During hot months in the era before air-conditioning, a porch was usually the coolest room in a house; now it’s often the hottest. I can tell from Google Earth that most of the screened porches I knew when I was a kid have been closed in, presumably so that they could be air-conditioned, too. Artificial climate control has become such a standard part of American life that to most people the loss doesn’t register as a loss, but it is one. My wife, whose name is Ann Hodgman, and I finally got air-conditioning a few years ago, after surviving thirty-seven New England summers without it, but we’re determined never to enclose either of our porches. One of them has recently become our favorite place to sleep.
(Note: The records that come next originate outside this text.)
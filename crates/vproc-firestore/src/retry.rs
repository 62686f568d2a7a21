//! Exponential backoff with full jitter for retryable Firestore errors.

use std::time::Duration;

use tracing::{info_span, warn, Instrument};

use crate::error::{FirestoreError, FirestoreResult};
use crate::metrics::record_retry;

/// Retry policy configuration.
#[derive(Debug, Clone)]
pub struct RetryConfig {
    /// Retries after the first attempt.
    pub max_retries: u32,
    /// Base delay in milliseconds.
    pub base_delay_ms: u64,
    /// Delay cap in milliseconds.
    pub max_delay_ms: u64,
}

impl Default for RetryConfig {
    fn default() -> Self {
        Self {
            max_retries: 3,
            base_delay_ms: 100,
            max_delay_ms: 5000,
        }
    }
}

impl RetryConfig {
    /// Create config from environment variables.
    pub fn from_env() -> Self {
        let defaults = Self::default();
        Self {
            max_retries: env_parse("FIRESTORE_MAX_RETRIES").unwrap_or(defaults.max_retries),
            base_delay_ms: env_parse("FIRESTORE_RETRY_BASE_MS").unwrap_or(defaults.base_delay_ms),
            max_delay_ms: env_parse("FIRESTORE_RETRY_MAX_MS").unwrap_or(defaults.max_delay_ms),
        }
    }
}

fn env_parse<T: std::str::FromStr>(key: &str) -> Option<T> {
    std::env::var(key).ok().and_then(|s| s.parse().ok())
}

/// Run `op` until it succeeds, fails with a non-retryable error, or the
/// retry budget is spent.
///
/// Network errors, 429 and 5xx are retried; a 429's requested delay is
/// honored.
pub async fn with_retry<T, F, Fut>(config: &RetryConfig, operation: &str, op: F) -> FirestoreResult<T>
where
    F: Fn() -> Fut,
    Fut: std::future::Future<Output = FirestoreResult<T>>,
{
    let mut attempt = 0;
    loop {
        let span = info_span!("firestore_retry", operation = %operation, attempt = attempt + 1);
        match op().instrument(span).await {
            Ok(value) => return Ok(value),
            Err(e) if e.is_retryable() && attempt < config.max_retries => {
                let delay = calculate_delay(config, attempt, e.retry_after_ms());
                warn!(
                    operation = %operation,
                    attempt = attempt + 1,
                    delay_ms = delay.as_millis() as u64,
                    "Firestore operation failed, retrying: {}",
                    e
                );
                record_retry(operation);
                tokio::time::sleep(delay).await;
                attempt += 1;
            }
            Err(e) => return Err(e),
        }
    }
}

/// Backoff for `attempt` (0-based): `base * 2^attempt` capped at the
/// maximum, with full jitter and a floor of `base`. A server `Retry-After`
/// replaces the backoff but is still capped at the maximum.
fn calculate_delay(config: &RetryConfig, attempt: u32, retry_after_ms: Option<u64>) -> Duration {
    if let Some(after) = retry_after_ms {
        return Duration::from_millis(after.min(config.max_delay_ms));
    }

    let capped = config
        .base_delay_ms
        .saturating_mul(2u64.saturating_pow(attempt))
        .min(config.max_delay_ms);

    // Sub-second clock noise is enough jitter here.
    let nanos = std::time::SystemTime::now()
        .duration_since(std::time::UNIX_EPOCH)
        .map(|d| d.subsec_nanos())
        .unwrap_or(0);
    let jittered = (capped as f64 * ((nanos % 1000) as f64 / 1000.0)) as u64;

    Duration::from_millis(jittered.max(config.base_delay_ms))
}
Porches are semi-magical spaces, intermediate between inside and outside. Charlie Hailey, a professor of architecture at the University of Florida, has written—in “The Porch,” published in 2021—that porches embody “the benefits of public life, the thrills of nature, the atmosphere of weather, the exhilaration of coming and going, the calm of simply sitting down, the warmth of family and friends, and the restfulness of solitude.” For years, they also played a prominent role in American efforts to prevent, manage, or cure several devastating diseases, among them tuberculosis, influenza, and pneumonia. In many parts of the country, though, porches have either disappeared or ceased to serve anything like their original purposes. There are two comfortable-looking chairs on the front porch of a house not far from my house, but I’ve never seen anyone sitting in either of them. The porches that do survive constitute a fragile and weakening link to a past that most people have forgotten, if they ever knew about it at all.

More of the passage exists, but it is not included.